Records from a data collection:
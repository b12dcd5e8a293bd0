//! Advance width resolution

use crate::core::config::WidthBound;

/// Clamp the post-scale outline width between the bounds.
///
/// The minimum is applied first and the maximum second, so when the minimum
/// exceeds the maximum the maximum wins. The result is not rounded; round it
/// when committing it to the glyph.
pub fn advance_width(
    outline_width: f64,
    minwidth: WidthBound,
    maxwidth: WidthBound,
    units_per_em: f64,
) -> f64 {
    let mut width = outline_width;

    if let Some(min) = minwidth.resolve(units_per_em) {
        if width < min {
            width = min;
        }
    }

    if let Some(max) = maxwidth.resolve(units_per_em) {
        if width > max {
            width = max;
        }
    }

    width
}

/// The advance as stored in the font
pub fn committed_advance(width: f64) -> i64 {
    width.round() as i64
}
//! Filesystem-facing pieces: icon discovery, output paths and the text
//! outputs (stylesheet and preview)

pub mod icons;
pub mod paths;
pub mod preview;
pub mod stylesheet;

pub use icons::{scan_icons, IconSource};
pub use preview::render_preview;
pub use stylesheet::{font_face_src, render_stylesheet};
//! Ligature substitution table construction
//!
//! Runs after every icon glyph is final. Typing an icon's name then renders
//! the icon: each name character maps to a glyph (a zero-width filler when
//! nothing else lives at that character's code point) and one ligature rule
//! replaces the character sequence with the icon glyph.

use super::GlyphSpec;
use crate::font_source::{FontBuilder, GlyphId};
use std::collections::BTreeSet;
use tracing::debug;

/// OpenType feature the substitution table is registered under
pub const LIGATURE_FEATURE: &str = "liga";

/// Characters that get filler glyphs when used in a glyph name
pub fn is_ligature_char(c: char) -> bool {
    c.is_ascii_lowercase() || c.is_ascii_digit() || c == '_' || c == '-'
}

/// Glyph name of the filler for `c`
pub fn filler_name(c: char) -> String {
    format!("uni{:04X}", u32::from(c))
}

/// One substitution: `components` in order are replaced by `glyph`
#[derive(Debug, Clone, PartialEq, Eq)]
pub struct LigatureRule {
    pub name: String,
    pub glyph: GlyphId,
    pub components: Vec<GlyphId>,
}

/// What the ligature pass added to the font
#[derive(Debug, Clone, Default, PartialEq, Eq)]
pub struct LigaturePlan {
    /// Characters that received a filler glyph
    pub fillers: BTreeSet<char>,
    pub rules: Vec<LigatureRule>,
    /// Glyph names with a character that has no glyph
    pub skipped: Vec<String>,
}

/// Characters of all glyph names that may need filler glyphs
pub fn ligature_chars<'a>(names: impl IntoIterator<Item = &'a str>) -> BTreeSet<char> {
    names
        .into_iter()
        .flat_map(str::chars)
        .filter(|c| is_ligature_char(*c))
        .collect()
}

/// Create filler glyphs and register one ligature rule per icon glyph
pub fn build_ligatures<B: FontBuilder>(builder: &mut B, glyphs: &[GlyphSpec]) -> LigaturePlan {
    let mut plan = LigaturePlan::default();

    for c in ligature_chars(glyphs.iter().map(|spec| spec.name.as_str())) {
        let codepoint = u32::from(c);
        if builder.glyph_at(codepoint).is_some() {
            continue;
        }
        let filler = builder.glyph(codepoint, &filler_name(c));
        builder.set_advance(filler, 0);
        plan.fillers.insert(c);
    }
    debug!("created {} filler glyphs", plan.fillers.len());

    let table = builder.add_substitution_table(LIGATURE_FEATURE);

    for spec in glyphs {
        let components: Option<Vec<GlyphId>> = spec
            .name
            .chars()
            .map(|c| builder.glyph_at(u32::from(c)))
            .collect();

        match components {
            Some(components) if !components.is_empty() => {
                builder.add_ligature(table, spec.glyph, components.clone());
                plan.rules.push(LigatureRule {
                    name: spec.name.clone(),
                    glyph: spec.glyph,
                    components,
                });
            }
            _ => {
                debug!("{}: no ligature, a character has no glyph", spec.name);
                plan.skipped.push(spec.name.clone());
            }
        }
    }

    plan
}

### What this task involves
Every record, copied exactly, is the expected answer.

### Exercise solution
repository b12dcd5e8a293bd0
//! Advance width resolution

use crate::core::config::WidthBound;

/// Clamp the post-scale outline width between the bounds.
///
/// The minimum is applied first and the maximum second, so when the minimum
/// exceeds the maximum the maximum wins. The result is not rounded; round it
/// when committing it to the glyph.
pub fn advance_width(
    outline_width: f64,
    minwidth: WidthBound,
    maxwidth: WidthBound,
    units_per_em: f64,
) -> f64 {
    let mut width = outline_width;

    if let Some(min) = minwidth.resolve(units_per_em) {
        if width < min {
            width = min;
        }
    }

    if let Some(max) = maxwidth.resolve(units_per_em) {
        if width > max {
            width = max;
        }
    }

    width
}

/// The advance as stored in the font
pub fn committed_advance(width: f64) -> i64 {
    width.round() as i64
}
//! Filesystem-facing pieces: icon discovery, output paths and the text
//! outputs (stylesheet and preview)

pub mod icons;
pub mod paths;
pub mod preview;
pub mod stylesheet;

pub use icons::{scan_icons, IconSource};
pub use preview::render_preview;
pub use stylesheet::{font_face_src, render_stylesheet};
//! Ligature substitution table construction
//!
//! Runs after every icon glyph is final. Typing an icon's name then renders
//! the icon: each name character maps to a glyph (a zero-width filler when
//! nothing else lives at that character's code point) and one ligature rule
//! replaces the character sequence with the icon glyph.

use super::GlyphSpec;
use crate::font_source::{FontBuilder, GlyphId};
use std::collections::BTreeSet;
use tracing::debug;

/// OpenType feature the substitution table is registered under
pub const LIGATURE_FEATURE: &str = "liga";

/// Characters that get filler glyphs when used in a glyph name
pub fn is_ligature_char(c: char) -> bool {
    c.is_ascii_lowercase() || c.is_ascii_digit() || c == '_' || c == '-'
}

/// Glyph name of the filler for `c`
pub fn filler_name(c: char) -> String {
    format!("uni{:04X}", u32::from(c))
}

/// One substitution: `components` in order are replaced by `glyph`
#[derive(Debug, Clone, PartialEq, Eq)]
pub struct LigatureRule {
    pub name: String,
    pub glyph: GlyphId,
    pub components: Vec<GlyphId>,
}

/// What the ligature pass added to the font
#[derive(Debug, Clone, Default, PartialEq, Eq)]
pub struct LigaturePlan {
    /// Characters that received a filler glyph
    pub fillers: BTreeSet<char>,
    pub rules: Vec<LigatureRule>,
    /// Glyph names with a character that has no glyph
    pub skipped: Vec<String>,
}

/// Characters of all glyph names that may need filler glyphs
pub fn ligature_chars<'a>(names: impl IntoIterator<Item = &'a str>) -> BTreeSet<char> {
    names
        .into_iter()
        .flat_map(str::chars)
        .filter(|c| is_ligature_char(*c))
        .collect()
}

/// Create filler glyphs and register one ligature rule per icon glyph
pub fn build_ligatures<B: FontBuilder>(builder: &mut B, glyphs: &[GlyphSpec]) -> LigaturePlan {
    let mut plan = LigaturePlan::default();

    for c in ligature_chars(glyphs.iter().map(|spec| spec.name.as_str())) {
        let codepoint = u32::from(c);
        if builder.glyph_at(codepoint).is_some() {
            continue;
        }
        let filler = builder.glyph(codepoint, &filler_name(c));
        builder.set_advance(filler, 0);
        plan.fillers.insert(c);
    }
    debug!("created {} filler glyphs", plan.fillers.len());

    let table = builder.add_substitution_table(LIGATURE_FEATURE);

    for spec in glyphs {
        let components: Option<Vec<GlyphId>> = spec
            .name
            .chars()
            .map(|c| builder.glyph_at(u32::from(c)))
            .collect();

        match components {
            Some(components) if !components.is_empty() => {
                builder.add_ligature(table, spec.glyph, components.clone());
                plan.rules.push(LigatureRule {
                    name: spec.name.clone(),
                    glyph: spec.glyph,
                    components,
                });
            }
            _ => {
                debug!("{}: no ligature, a character has no glyph", spec.name);
                plan.skipped.push(spec.name.clone());
            }
        }
    }

    plan
}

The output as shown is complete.